Io non ho mi percepito la montagna come un mondo verticale, di pinnacoli e di vette. Meno che mai come una parete da scalare. Voglio dire che mi sfugge l’idea della montagna come un verticale accessibile per pochi eletti o appassionati. Così considerata, la montagna non solo perde gran parte del suo fascino, ma anche della sua essenza storica e antropologica. Perde, secondo me, anche quella che può essere considerata, se mi si passa il modo di dire, la sua ragione di stare a questo mondo. In realtà per me la montagna è un confine, quasi un’orlatura del mondo. Chi vi si avvicina, qui sta il suo fascino che è anche la sua pericolosità e il suo significato, gode delle sensazioni che solo gli eccessi sanno dare. Solo che non sempre sono eccessi positivi, anzi! Ho trovato fondamentale, a questo proposito, il libro “Fantasie virili” di Klaus Theweleit uscito negli anni Settanta del secolo scorso. Per Theweleit, sociologo di formazione, il mondo è anche il luogo dove gli opposti del caldo e del freddo, del duro e del molle, del verticale e dell’orizzontale, del bianco e del nero, si combattono. Non si tratta certo una idea nuova, la ritroviamo anche nel De rerum natura di Lucrezio. Ma se questo è vero, e in qualche modo vero lo è, lo dice anche la nostra esperienza, dobbiamo constatare che la montagna è il luogo principe dove questi opposti si combattono. In questa visione del mondo, che mi affascina perché spiega molte cose, anche della mia vita, la montagna è un luogo di eccessi, appunto un confine: è il regno del freddo, del duro, del verticale, del bianco. È una fantasia, fra l’altro molto virile. Di questa fantasia, foriera di tante conseguenze, anche molto politiche, dobbiamo essere consapevoli: per dominarla e non restarne travolti. Per comprendere quanto sia grave questo rischio basti riflettere su come molta letteratura e cinema e narrazione pubblica oggi racconta la montagna: è un fantasy, dove la realtà non c’è più.
≈ Una figura a cui dedichi molto spazio nel libro è quella di Leni Riefenstahl, attrice e regista del Bergfilm, del film di montagna degli anni 20, e che per molto tempo fu portavoce dell’estetica nazifascista. Qual è la montagna di Leni Riefenstahl e quale tipo di immaginario ha contribuito a plasmare la sua estetica, nel cinema e non solo?

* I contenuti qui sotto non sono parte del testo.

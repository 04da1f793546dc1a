//! Configuration management for beacon clients and config servers.
//!
//! Provides hierarchical configuration loading and validation with:
//! - Default values as code base
//! - Configuration file support
//! - Environment variable overrides
mod client;
mod server;
pub use client::*;
pub use server::*;


use std::env;
use std::fmt::Debug;

use config::Config;
use config::ConfigError;
use config::Environment;
use config::File;
use serde::Deserialize;
use serde::Serialize;

use crate::Error;
use crate::Result;

/// Prefix of environment variables that override file settings,
/// e.g. `BEACON__CLIENT__APP_ID`.
pub const ENV_PREFIX: &str = "BEACON";

/// Main configuration container
///
/// Combines client and server settings with hierarchical override support:
/// 1. Default values from code implementation
/// 2. Configuration file specified by `CONFIG_PATH`
/// 3. Environment variables (highest priority)
#[derive(Serialize, Deserialize, Clone, Default)]
pub struct BeaconConfig {
    /// Settings used by client processes
    #[serde(default)]
    pub client: ClientSettings,
    /// Settings used by config-service processes
    #[serde(default)]
    pub server: ServerSettings,
}

impl Debug for BeaconConfig {
    fn fmt(
        &self,
        f: &mut std::fmt::Formatter<'_>,
    ) -> std::fmt::Result {
        f.debug_struct("BeaconConfig")
            .field("client", &self.client)
            .field("server", &self.server)
            .finish()
    }
}

impl BeaconConfig {
    /// Loads configuration from hierarchical sources without validation.
    ///
    /// Configuration sources are merged in the following order (later sources override earlier):
    /// 1. Type defaults (lowest priority)
    /// 2. Configuration file from `CONFIG_PATH` environment variable (if set)
    /// 3. Environment variables with `BEACON__` prefix (highest priority)
    ///
    /// Callers MUST call `validate()` before using the configuration.
    pub fn new() -> Result<Self> {
        let mut builder = Config::builder().add_source(Config::try_from(&Self::default())?);

        if let Ok(config_path) = env::var("CONFIG_PATH") {
            builder = builder.add_source(File::with_name(&config_path).required(true));
        }

        builder = builder.add_source(env_source());

        let config: Self = builder.build()?.try_deserialize()?;
        Ok(config)
    }

    /// Applies additional configuration overrides from file without validation.
    ///
    /// Merging order (later sources override earlier):
    /// 1. Current configuration values
    /// 2. New configuration file
    /// 3. Latest environment variables (highest priority)
    pub fn with_override_config(
        &self,
        path: &str,
    ) -> Result<Self> {
        let config: Self = Config::builder()
            .add_source(Config::try_from(self)?)
            .add_source(File::with_name(path))
            .add_source(env_source())
            .build()?
            .try_deserialize()?;
        Ok(config)
    }

    /// Validates configuration and returns validated instance.
    pub fn validate(self) -> Result<Self> {
        self.client.validate()?;
        self.server.validate()?;
        Ok(self)
    }
}

fn env_source() -> Environment {
    Environment::with_prefix(ENV_PREFIX)
        .separator("__")
        .ignore_empty(true)
        .try_parsing(true)
        .list_separator(",")
        .with_list_parse_key("client.config_services")
        .with_list_parse_key("server.advertised_urls")
}

pub(crate) fn invalid(msg: impl Into<String>) -> Error {
    Error::Config(ConfigError::Message(msg.into()))
}
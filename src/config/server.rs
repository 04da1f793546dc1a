use std::net::SocketAddr;
use std::path::PathBuf;
use std::time::Duration;

use serde::Deserialize;
use serde::Serialize;

use super::invalid;
use crate::constants::CLEAN_BATCH_SIZE;
use crate::constants::CLEAN_QUEUE_MAX_SIZE;
use crate::Result;

/// Config-service settings
///
/// # Defaults
/// Field-level defaults use helper functions prefixed with `default_`.
#[derive(Debug, Serialize, Deserialize, Clone)]
pub struct ServerSettings {
    /// Network listening address (IP:PORT)
    ///
    /// Default: 127.0.0.1:8080
    #[serde(default = "default_listen_addr")]
    pub listen_address: SocketAddr,

    /// Homepage URLs this service hands out on `/services/config`
    #[serde(default = "default_advertised_urls")]
    pub advertised_urls: Vec<String>,

    /// Sled database directory; an in-memory store is used when unset
    #[serde(default)]
    pub db_path: Option<PathBuf>,

    /// How long a long-poll request is held before answering "not modified"
    ///
    /// Default: 60 seconds
    #[serde(default = "default_hold_timeout_ms")]
    pub hold_timeout_ms: u64,

    /// Release-message scan period
    #[serde(default = "default_scan_interval_ms")]
    pub scan_interval_ms: u64,

    #[serde(default = "default_cleanup_queue_capacity")]
    pub cleanup_queue_capacity: usize,

    #[serde(default = "default_cleanup_batch_size")]
    pub cleanup_batch_size: usize,

    /// Prometheus endpoint port; disabled when unset
    #[serde(default)]
    pub metrics_port: Option<u16>,
}

impl Default for ServerSettings {
    fn default() -> Self {
        Self {
            listen_address: default_listen_addr(),
            advertised_urls: default_advertised_urls(),
            db_path: None,
            hold_timeout_ms: default_hold_timeout_ms(),
            scan_interval_ms: default_scan_interval_ms(),
            cleanup_queue_capacity: default_cleanup_queue_capacity(),
            cleanup_batch_size: default_cleanup_batch_size(),
            metrics_port: None,
        }
    }
}

impl ServerSettings {
    pub fn validate(&self) -> Result<()> {
        if self.hold_timeout_ms == 0 {
            return Err(invalid("server.hold_timeout_ms must be positive"));
        }
        if self.scan_interval_ms == 0 {
            return Err(invalid("server.scan_interval_ms must be positive"));
        }
        if self.cleanup_queue_capacity == 0 || self.cleanup_batch_size == 0 {
            return Err(invalid("server cleanup queue capacity and batch size must be positive"));
        }
        Ok(())
    }

    pub fn hold_timeout(&self) -> Duration {
        Duration::from_millis(self.hold_timeout_ms)
    }

    pub fn scan_interval(&self) -> Duration {
        Duration::from_millis(self.scan_interval_ms)
    }
}

fn default_listen_addr() -> SocketAddr {
    SocketAddr::from(([127, 0, 0, 1], 8080))
}
fn default_advertised_urls() -> Vec<String> {
    vec!["http://127.0.0.1:8080".to_string()]
}
fn default_hold_timeout_ms() -> u64 {
    60_000
}
fn default_scan_interval_ms() -> u64 {
    1000
}
fn default_cleanup_queue_capacity() -> usize {
    CLEAN_QUEUE_MAX_SIZE
}
fn default_cleanup_batch_size() -> usize {
    CLEAN_BATCH_SIZE
}
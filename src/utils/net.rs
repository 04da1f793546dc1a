use std::net::IpAddr;
use std::net::UdpSocket;

/// accept ip either like 127.0.0.1 or docker host name: node1
pub(crate) fn address_str(addr: &str) -> String {
    if addr.starts_with("http://") || addr.starts_with("https://") {
        addr.to_string()
    } else {
        format!("http://{}", addr)
    }
}

/// Joins a homepage URL and a relative path with exactly one slash.
pub(crate) fn join_url(
    base: &str,
    path: &str,
) -> String {
    let base = address_str(base);
    format!("{}/{}", base.trim_end_matches('/'), path.trim_start_matches('/'))
}

/// Best-effort outward-facing address of this host.
///
/// Connecting a UDP socket sends nothing; it only makes the OS pick the
/// interface it would route through.
pub fn local_ip() -> Option<String> {
    let socket = UdpSocket::bind("0.0.0.0:0").ok()?;
    socket.connect("8.8.8.8:80").ok()?;
    match socket.local_addr().ok()?.ip() {
        IpAddr::V4(ip) if !ip.is_unspecified() => Some(ip.to_string()),
        IpAddr::V6(ip) if !ip.is_unspecified() => Some(ip.to_string()),
        _ => None,
    }
}

#[cfg(test)]
mod tests {
    use super::*;

    #[test]
    fn test_join_url() {
        assert_eq!(join_url("http://a:8080/", "/configs/x"), "http://a:8080/configs/x");
        assert_eq!(join_url("a:8080", "configs/x"), "http://a:8080/configs/x");
        assert_eq!(join_url("https://a", "services/config"), "https://a/services/config");
    }
}
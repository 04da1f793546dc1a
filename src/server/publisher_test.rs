use std::collections::BTreeMap;
use std::sync::atomic::AtomicBool;
use std::sync::atomic::Ordering;
use std::sync::Arc;

use parking_lot::Mutex;
use tokio::sync::watch;

use tracing_test::traced_test;

use super::*;
use crate::test_utils::map;
use crate::Error;
use crate::MemoryStore;
use crate::MockReleaseMessageStore;
use crate::MockReleaseStore;
use crate::ReleaseMessageStore;
use crate::ReleaseStore;
use crate::StorageError;

/// Message store over [`MemoryStore`] that can refuse saves and records the
/// size of every `find_earlier` batch it hands out.
#[derive(Default)]
struct RecordingMessageStore {
    inner: MemoryStore,
    reject_saves: AtomicBool,
    earlier_batches: Mutex<Vec<usize>>,
}

impl ReleaseMessageStore for RecordingMessageStore {
    fn save(
        &self,
        topic: &str,
    ) -> crate::Result<crate::model::ReleaseMessage> {
        if self.reject_saves.load(Ordering::SeqCst) {
            return Err(StorageError::WriteRejected("disk full".to_string()).into());
        }
        self.inner.save(topic)
    }

    fn find_by_id(
        &self,
        id: u64,
    ) -> crate::Result<Option<crate::model::ReleaseMessage>> {
        self.inner.find_by_id(id)
    }

    fn find_earlier(
        &self,
        topic: &str,
        before_id: u64,
        limit: usize,
    ) -> crate::Result<Vec<crate::model::ReleaseMessage>> {
        let batch = self.inner.find_earlier(topic, before_id, limit)?;
        self.earlier_batches.lock().push(batch.len());
        Ok(batch)
    }

    fn find_after(
        &self,
        after_id: u64,
        limit: usize,
    ) -> crate::Result<Vec<crate::model::ReleaseMessage>> {
        self.inner.find_after(after_id, limit)
    }

    fn latest_for(
        &self,
        topic: &str,
    ) -> crate::Result<Option<crate::model::ReleaseMessage>> {
        self.inner.latest_for(topic)
    }

    fn max_id(&self) -> crate::Result<u64> {
        self.inner.max_id()
    }

    fn delete_all(
        &self,
        messages: &[crate::model::ReleaseMessage],
    ) -> crate::Result<()> {
        self.inner.delete_all(messages)
    }
}

fn publisher(
    store: &Arc<MemoryStore>,
    queue_capacity: usize,
) -> (ReleasePublisher, CleanupWorker) {
    ReleasePublisher::new(store.clone(), store.clone(), queue_capacity, 100)
}

#[test]
#[traced_test]
fn test_publish_saves_release_then_message() {
    let store = Arc::new(MemoryStore::new());
    let (publisher, _worker) = publisher(&store, 10);

    let message = publisher
        .publish("app+default+application", map(&[("k", "v")]))
        .unwrap();

    assert_eq!(message.id, 1);
    assert_eq!(message.topic, "app+default+application");
    let release = store.find_release("app+default+application").unwrap().unwrap();
    assert_eq!(release.configurations, map(&[("k", "v")]));
    assert!(!release.release_key.is_empty());
    assert_eq!(store.latest_for("app+default+application").unwrap(), Some(message));
    assert!(logs_contain("sending message app+default+application"));
}

#[test]
fn test_publish_rejects_empty_topic() {
    let store = Arc::new(MemoryStore::new());
    let (publisher, _worker) = publisher(&store, 10);

    let err = publisher.publish(" ", BTreeMap::new()).unwrap_err();

    assert!(matches!(err, Error::Server(crate::ServerError::EmptyTopic)));
    assert_eq!(store.message_count(), 0);
}

#[test]
fn test_publish_surfaces_message_store_failure() {
    let mut messages = MockReleaseMessageStore::new();
    messages
        .expect_save()
        .times(1)
        .returning(|_| Err(StorageError::WriteRejected("disk full".to_string()).into()));
    let mut releases = MockReleaseStore::new();
    releases.expect_find_release().returning(|_| Ok(None));
    releases.expect_save_release().times(1).returning(|_| Ok(()));
    releases.expect_delete_release().times(1).returning(|_| Ok(()));
    let (publisher, mut worker) = ReleasePublisher::new(Arc::new(messages), Arc::new(releases), 10, 100);

    let err = publisher.publish("a+default+ns", BTreeMap::new()).unwrap_err();

    assert!(matches!(err, Error::System(crate::SystemError::Storage(StorageError::WriteRejected(_)))));
    assert_eq!(worker.run_pending(), 0);
}

#[test]
fn test_release_store_failure_skips_message() {
    let mut messages = MockReleaseMessageStore::new();
    messages.expect_save().never();
    let mut releases = MockReleaseStore::new();
    releases.expect_find_release().returning(|_| Ok(None));
    releases.expect_delete_release().never();
    releases
        .expect_save_release()
        .returning(|_| Err(StorageError::DbError("closed".to_string()).into()));
    let (publisher, _worker) = ReleasePublisher::new(Arc::new(messages), Arc::new(releases), 10, 100);

    assert!(publisher.publish("a+default+ns", BTreeMap::new()).is_err());
}

/// # Case: the message append fails after the release was written
///
/// ## Setup:
/// 1. `v1` is published successfully
/// 2. the message store starts rejecting saves, then `v2` is published
///
/// ## Criterias:
/// 1. the second publish fails
/// 2. the stored release is still `v1`, same release key
/// 3. no message was added for `v2`
#[test]
#[traced_test]
fn test_failed_message_append_restores_previous_release() {
    let messages = Arc::new(RecordingMessageStore::default());
    let releases = Arc::new(MemoryStore::new());
    let (publisher, _worker) = ReleasePublisher::new(messages.clone(), releases.clone(), 10, 100);

    let first = publisher.publish("a+default+ns", map(&[("k", "v1")])).unwrap();
    let before = releases.find_release("a+default+ns").unwrap().unwrap();

    messages.reject_saves.store(true, Ordering::SeqCst);
    assert!(publisher.publish("a+default+ns", map(&[("k", "v2")])).is_err());

    let after = releases.find_release("a+default+ns").unwrap().unwrap();
    assert_eq!(after.configurations, map(&[("k", "v1")]));
    assert_eq!(after.release_key, before.release_key);
    assert_eq!(messages.latest_for("a+default+ns").unwrap(), Some(first));
    assert!(logs_contain("rolled back"));
}

#[test]
fn test_failed_first_publish_leaves_no_release() {
    let messages = Arc::new(RecordingMessageStore::default());
    messages.reject_saves.store(true, Ordering::SeqCst);
    let releases = Arc::new(MemoryStore::new());
    let (publisher, _worker) = ReleasePublisher::new(messages, releases.clone(), 10, 100);

    assert!(publisher.publish("a+default+ns", map(&[("k", "v1")])).is_err());
    assert_eq!(releases.find_release("a+default+ns").unwrap(), None);
}

/// # Case: 250 releases of one topic, then cleanup of the newest
///
/// ## Criterias:
/// 1. every earlier message is deleted across three batches (100, 100, 49)
/// 2. the newest message and other topics survive
#[test]
#[traced_test]
fn test_cleanup_deletes_all_earlier_messages_of_topic() {
    let store = Arc::new(RecordingMessageStore::default());
    let releases = Arc::new(MemoryStore::new());
    let (publisher, worker) = ReleasePublisher::new(store.clone(), releases, 1, 100);

    for _ in 0..249 {
        store.save("a+default+ns").unwrap();
    }
    let other = store.save("a+default+other").unwrap();
    let newest = publisher.send_message("a+default+ns").unwrap();

    let deleted = worker.clean_message(newest.id).unwrap();

    assert_eq!(deleted, 249);
    assert_eq!(*store.earlier_batches.lock(), vec![100, 100, 49]);
    assert_eq!(store.inner.message_count(), 2);
    assert_eq!(store.latest_for("a+default+ns").unwrap(), Some(newest));
    assert_eq!(store.latest_for("a+default+other").unwrap(), Some(other));
}

#[test]
fn test_cleanup_of_missing_message_is_noop() {
    let store = Arc::new(MemoryStore::new());
    let (_publisher, worker) = publisher(&store, 1);
    store.save("a+default+ns").unwrap();

    assert_eq!(worker.clean_message(42).unwrap(), 0);
    assert_eq!(store.message_count(), 1);
}

/// # Case: cleanup queue is full
///
/// ## Criterias:
/// 1. publishing still succeeds
/// 2. only the queued id is cleaned, the dropped one is not
#[test]
fn test_full_cleanup_queue_drops_without_blocking() {
    let store = Arc::new(MemoryStore::new());
    let (publisher, mut worker) = publisher(&store, 1);

    let first = publisher.send_message("a+default+ns").unwrap();
    let second = publisher.send_message("a+default+ns").unwrap();
    let third = publisher.send_message("a+default+ns").unwrap();
    assert!(first.id < second.id && second.id < third.id);

    assert_eq!(worker.run_pending(), 1);
    // only `first` was queued and nothing precedes it
    assert_eq!(store.message_count(), 3);
}

#[tokio::test]
async fn test_worker_stops_on_shutdown() {
    let store = Arc::new(MemoryStore::new());
    let (publisher, worker) = publisher(&store, 10);
    let (tx, rx) = watch::channel(());
    let handle = tokio::spawn(worker.run(rx));

    publisher.send_message("a+default+ns").unwrap();
    let newest = publisher.send_message("a+default+ns").unwrap();
    for _ in 0..100 {
        if store.message_count() == 1 {
            break;
        }
        tokio::time::sleep(std::time::Duration::from_millis(5)).await;
    }
    assert_eq!(store.message_count(), 1);
    assert_eq!(store.latest_for("a+default+ns").unwrap(), Some(newest));

    tx.send(()).unwrap();
    handle.await.unwrap().unwrap();
}
// -
// Protocol

/// Separator used when joining appId, cluster and namespace into a watch key.
pub const CLUSTER_NAMESPACE_SEPARATOR: &str = "+";

/// Cluster used when the client does not configure one.
pub const DEFAULT_CLUSTER: &str = "default";

/// Notification id a client reports before it has seen any release.
pub const INIT_NOTIFICATION_ID: i64 = -1;

/// Signature headers
pub const HTTP_HEADER_AUTHORIZATION: &str = "Authorization";
pub const HTTP_HEADER_TIMESTAMP: &str = "Timestamp";
pub(crate) const AUTHORIZATION_FORMAT_PREFIX: &str = "Apollo";

// -
// Client defaults

/// Wait at most this long for a fetch rate-limit token before proceeding anyway.
pub(crate) const RATE_LIMIT_ACQUIRE_TIMEOUT_MS: u64 = 5000;

/// One warn line per minute when serving defaults because nothing loaded.
pub(crate) const WARN_LOG_PER_SECOND: f64 = 1.0 / 60.0;

/// File extension of bundled resources and local cache files.
pub(crate) const PROPERTIES_EXTENSION: &str = "properties";

// -
// Server defaults

/// Capacity of the release-message cleanup queue.
pub const CLEAN_QUEUE_MAX_SIZE: usize = 100;

/// Number of superseded release messages deleted per batch.
pub const CLEAN_BATCH_SIZE: usize = 100;

/// Upper bound of messages handed to listeners per scan.
pub(crate) const SCAN_BATCH_SIZE: usize = 500;

/// Sled trees
pub(crate) const RELEASE_MESSAGE_TREE: &str = "_release_message";
pub(crate) const RELEASE_MESSAGE_TOPIC_INDEX_TREE: &str = "_release_message_topic_index";
pub(crate) const RELEASE_TREE: &str = "_release";
use beacon::BeaconConfig;
use beacon::ConfigServer;
use beacon::Result;
use beacon::ServerError;
use tokio::signal::unix::signal;
use tokio::signal::unix::SignalKind;
use tokio::sync::watch;
use tracing::error;
use tracing::info;
use tracing_subscriber::layer::SubscriberExt;
use tracing_subscriber::util::SubscriberInitExt;
use tracing_subscriber::EnvFilter;
use tracing_subscriber::Layer;

#[tokio::main(flavor = "multi_thread", worker_threads = 2)]
async fn main() -> Result<()> {
    init_observability();

    let settings = BeaconConfig::new()?.validate()?;
    info!("starting config service with {:?}", settings.server);

    // Initializing Shutdown Signal
    let (graceful_tx, graceful_rx) = watch::channel(());

    if let Some(port) = settings.server.metrics_port {
        let metrics_rx = graceful_rx.clone();
        tokio::spawn(async move {
            beacon::start_server(port, metrics_rx).await;
        });
    } else {
        beacon::register_custom_metrics();
    }

    let server = ConfigServer::new(settings.server)?;

    info!("Application started. Waiting for CTRL+C signal...");
    // Listen on Shutdown Signal
    tokio::spawn(async {
        if let Err(e) = graceful_shutdown(graceful_tx).await {
            error!("Failed to shutdown: {:?}", e);
        }
    });

    if let Err(e) = server.run(graceful_rx).await {
        error!("config service stops: {:?}", e);
        return Err(e);
    }

    println!("Exiting program.");
    Ok(())
}

async fn graceful_shutdown(graceful_tx: watch::Sender<()>) -> Result<()> {
    let mut sigint = signal(SignalKind::interrupt())?;
    let mut sigterm = signal(SignalKind::terminate())?;
    tokio::select! {
        _ = sigint.recv() => {
            info!("SIGINT detected.");
        },
        _ = sigterm.recv() => {
            info!("SIGTERM detected.");
        },
        _ = tokio::signal::ctrl_c() => {
            info!("Ctrl+C detected.");
        },
    }

    info!("Shutdown server..");
    graceful_tx.send(()).map_err(|e| {
        error!("Failed to send shutdown signal: {}", e);
        ServerError::SignalSendFailed(format!("Failed to send shutdown signal: {}", e))
    })?;

    info!("Shutdown completed");
    Ok(())
}

fn init_observability() {
    let filter = EnvFilter::try_from_default_env().unwrap_or_else(|_| EnvFilter::new("info"));
    let base_subscriber = tracing_subscriber::fmt::layer()
        .with_target(true)
        .with_filter(filter);
    tracing_subscriber::registry().with(base_subscriber).init();
}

Considero Leni Riefenstahl una delle figure più tragiche ed emblematiche del secolo scorso. Con la sua arte ha lasciato segni indelebili nella storia e nella cultura, e a noi corra l’obbligo di saperli leggere. Il mio interesse per la sua figura deriva dal fatto che la sua vita è stata un lungo viaggio attraverso gli elementi dei quali abbiamo detti prima: il bianco e il nero, il duro e il molle, il caldo e il freddo, il verticale e l’orizzontale, l’alto e il basso. Leni Riefenstahl ha visto tutto, anzi, ha voluto vedere tutto, dal paradiso all’inferno, e a questo tutto ha sacrificato tutta se stessa. In questo suo lungo viaggio durato un secolo intero, le montagne, soprattutto le Dolomiti, sono state fondamentali, suo luogo di iniziazioni e di elaborazioni artistiche tanto profonde quanto ardite. Ma la vita è ricerca della giusta misura, è mediazione, spesso è un compromesso. Da questo punto di vista trovo che gli abitanti storici della montagna i quali, salvo qualche rara eccezione, le montagne non le scalvano affatto, a differenza di Leni Riefenstahl avessero trovato la loro giusta misura, sia della montagna che della loro vita. Era un punto di quiete, un giusto equilibrio: per non perdere l’orientamento quando si percorre la terra di confine che sono le montagne. Era anche una giusta postura. Nel mio libro cerco di capire il perché di questa postura, quali sono i suoi segreti, come oggi si può farla propria per sfuggire al rischio del fantasy.
Bellissima intervista. La montagna dovrebbe essere per ciascuno di noi quella che personalmente viviamo, ciascuno con la propria esperienza di vita, ciascuno con le proprie capacità competenze e idee.